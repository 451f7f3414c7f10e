//! Server configuration from the environment

use std::time::Duration;

use anyhow::{Context, bail};
use audit::{AnchorConfig, AuditConfig};
use auth::AuthConfig;
use base64::Engine;
use base64::engine::general_purpose;
use platform::cookie::SessionCookie;
use platform::env::{self, Environment};

const DEFAULT_PORT: u16 = 31113;
const DEFAULT_ORIGINS: [&str; 2] = ["http://localhost:5173", "http://127.0.0.1:5173"];

pub struct ServerConfig {
    pub environment: Environment,
    pub database_url: String,
    pub port: u16,
    pub frontend_origins: Vec<String>,
    /// Shared key of internal callers (`x-api-key`)
    pub service_api_key: Option<String>,
    pub sweep_interval: Duration,
    pub auth: AuthConfig,
    pub audit: AuditConfig,
}

impl ServerConfig {
    pub fn from_env() -> anyhow::Result<Self> {
        let environment = Environment::from_env();
        let database_url = env::var("DATABASE_URL").context("DATABASE_URL must be set")?;

        let mut frontend_origins = env::var_list("FRONTEND_ORIGINS");
        if frontend_origins.is_empty() {
            frontend_origins = DEFAULT_ORIGINS.iter().map(|o| o.to_string()).collect();
        }

        let service_api_key = env::var("AUDIT_SERVICE_API_KEY");
        if service_api_key.is_none() && environment.is_production() {
            tracing::warn!("AUDIT_SERVICE_API_KEY is unset; internal endpoints will answer 503");
        }

        Ok(Self {
            environment,
            database_url,
            port: env::var_or("PORT", DEFAULT_PORT),
            frontend_origins,
            service_api_key,
            sweep_interval: Duration::from_secs(env::var_or("SWEEP_INTERVAL_SECS", 300u64).max(10)),
            auth: auth_config(environment)?,
            audit: AuditConfig {
                anchor: AnchorConfig::from_parts(
                    env::var("AUDIT_CONTRACT_ADDRESS"),
                    env::var("BLOCKCHAIN_RPC_URL"),
                    env::var("ANCHOR_FROM_ADDRESS"),
                ),
                ..AuditConfig::default()
            },
        })
    }
}

fn auth_config(environment: Environment) -> anyhow::Result<AuthConfig> {
    let base = match env::var("SESSION_SECRET") {
        Some(encoded) => AuthConfig {
            session_secret: decode_secret(&encoded)?,
            ..AuthConfig::default()
        },
        None if environment.is_production() => bail!("SESSION_SECRET must be set in production"),
        None => {
            tracing::warn!("SESSION_SECRET is unset; sessions will not survive a restart");
            AuthConfig::with_random_secret()
        }
    };

    let mut config = AuthConfig {
        environment,
        session_cookie: SessionCookie::for_environment(environment),
        password_pepper: env::var("PASSWORD_PEPPER").map(String::into_bytes),
        ..base
    };
    if let Some(url) = env::var("APP_BASE_URL") {
        config.app_base_url = url;
    }
    Ok(config)
}

/// Base64 encoded, exactly 32 bytes
fn decode_secret(encoded: &str) -> anyhow::Result<[u8; 32]> {
    let bytes = general_purpose::STANDARD
        .decode(encoded)
        .context("SESSION_SECRET is not valid base64")?;
    bytes
        .try_into()
        .map_err(|b: Vec<u8>| anyhow::anyhow!("SESSION_SECRET must decode to 32 bytes, got {}", b.len()))
}
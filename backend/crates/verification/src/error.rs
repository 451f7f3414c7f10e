//! Verification Error Types

use axum::http::StatusCode;
use axum::response::{IntoResponse, Response};
use kernel::error::{app_error::AppError, kind::ErrorKind};
use thiserror::Error;

pub type VerificationResult<T> = Result<T, VerificationError>;

#[derive(Debug, Error)]
pub enum VerificationError {
    #[error("Verification not found")]
    NotFound,

    /// A pending or verified record already exists for the user
    #[error("An identity document is already under review or verified")]
    AlreadySubmitted,

    #[error("The upload can no longer be reverted")]
    NotRevertible,

    #[error("Only pending verifications can be reviewed")]
    NotPending,

    #[error("A reason is required when rejecting")]
    ReasonRequired,

    #[error("Reviewers cannot review their own upload")]
    SelfReview,

    #[error(transparent)]
    App(#[from] AppError),

    #[error("Database error: {0}")]
    Database(#[from] sqlx::Error),

    #[error("Internal error: {0}")]
    Internal(String),
}

impl VerificationError {
    pub fn kind(&self) -> ErrorKind {
        match self {
            VerificationError::NotFound => ErrorKind::NotFound,
            VerificationError::AlreadySubmitted
            | VerificationError::NotRevertible
            | VerificationError::NotPending => ErrorKind::Conflict,
            VerificationError::ReasonRequired => ErrorKind::BadRequest,
            VerificationError::SelfReview => ErrorKind::Forbidden,
            VerificationError::App(e) => e.kind(),
            VerificationError::Database(_) | VerificationError::Internal(_) => {
                ErrorKind::InternalServerError
            }
        }
    }

    pub fn status_code(&self) -> StatusCode {
        StatusCode::from_u16(self.kind().status_code()).unwrap_or(StatusCode::INTERNAL_SERVER_ERROR)
    }

    fn log(&self) {
        match self {
            VerificationError::Database(e) => {
                tracing::error!(error = %e, "Verification database error");
            }
            VerificationError::Internal(msg) => {
                tracing::error!(message = %msg, "Verification internal error");
            }
            VerificationError::App(e) if e.is_server_error() => {
                tracing::error!(error = ?e, "Verification internal error");
            }
            VerificationError::SelfReview => {
                tracing::warn!(error = %self, "Verification request refused");
            }
            _ => {
                tracing::debug!(error = %self, "Verification error");
            }
        }
    }
}

impl IntoResponse for VerificationError {
    fn into_response(self) -> Response {
        self.log();
        match self {
            VerificationError::App(e) => e.into_response(),
            other => AppError::new(other.kind(), other.to_string()).into_response(),
        }
    }
}

#[cfg(test)]
mod tests {
    use super::*;

    #[test]
    fn test_status_codes() {
        assert_eq!(VerificationError::AlreadySubmitted.status_code(), StatusCode::CONFLICT);
        assert_eq!(VerificationError::NotRevertible.status_code(), StatusCode::CONFLICT);
        assert_eq!(VerificationError::ReasonRequired.status_code(), StatusCode::BAD_REQUEST);
        assert_eq!(VerificationError::SelfReview.status_code(), StatusCode::FORBIDDEN);
        assert_eq!(
            VerificationError::from(AppError::unauthorized("x")).status_code(),
            StatusCode::UNAUTHORIZED
        );
    }
}
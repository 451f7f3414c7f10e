//! Audit Router

use axum::{Router, middleware::from_fn_with_state, routing::get};
use platform::service_auth::{ServiceAuthConfig, require_service_auth};

use crate::domain::anchor::AnchorClient;
use crate::domain::repository::AuditStore;
use crate::presentation::handlers::{self, AuditAppState};

pub fn audit_routes<R: AuditStore, A: AnchorClient>(
    state: AuditAppState<R, A>,
    service_auth: ServiceAuthConfig,
) -> Router {
    Router::new()
        .route(
            "/logs",
            get(handlers::list_logs::<R, A>).post(handlers::record_log::<R, A>),
        )
        .route("/logs/{id}", get(handlers::get_log::<R, A>))
        .route("/logs/{id}/verify", get(handlers::verify_log::<R, A>))
        .route_layer(from_fn_with_state(service_auth, require_service_auth))
        .with_state(state)
}
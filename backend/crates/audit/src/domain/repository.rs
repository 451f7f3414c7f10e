//! Repository Traits

use chrono::{DateTime, Utc};
use kernel::id::AuditLogId;

use crate::domain::entity::audit_log::{AnchorState, AuditLog};
use crate::error::AuditResult;

/// Filter for listing logs, newest first
#[derive(Debug, Clone, Default)]
pub struct LogFilter {
    pub actor_id: Option<String>,
    pub event_type: Option<String>,
    pub limit: i64,
}

#[trait_variant::make(AuditRepository: Send)]
pub trait LocalAuditRepository {
    async fn insert_log(&self, log: &AuditLog) -> AuditResult<()>;

    async fn find_log(&self, id: &AuditLogId) -> AuditResult<Option<AuditLog>>;

    async fn list_logs(&self, filter: &LogFilter) -> AuditResult<Vec<AuditLog>>;

    async fn update_anchor(&self, id: &AuditLogId, anchor: &AnchorState) -> AuditResult<()>;

    /// Pending logs created before `stale_before` and failed logs below
    /// `max_attempts`, oldest first
    async fn anchor_backlog(
        &self,
        stale_before: DateTime<Utc>,
        max_attempts: i16,
        limit: i64,
    ) -> AuditResult<Vec<AuditLog>>;
}

/// Store shared by the audit handlers and background tasks
pub trait AuditStore: AuditRepository + Clone + Send + Sync + 'static {}

impl<T> AuditStore for T where T: AuditRepository + Clone + Send + Sync + 'static {}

§ WHAT TO DO
Your task is to quote, without any alteration, the lines running from the top of the records to the line that holds "use platform::cookie::SessionCookie;", both included.

§ ANSWER SECTION
repository 451f7f3414c7f10e
//! Server configuration from the environment

use std::time::Duration;

use anyhow::{Context, bail};
use audit::{AnchorConfig, AuditConfig};
use auth::AuthConfig;
use base64::Engine;
use base64::engine::general_purpose;
use platform::cookie::SessionCookie;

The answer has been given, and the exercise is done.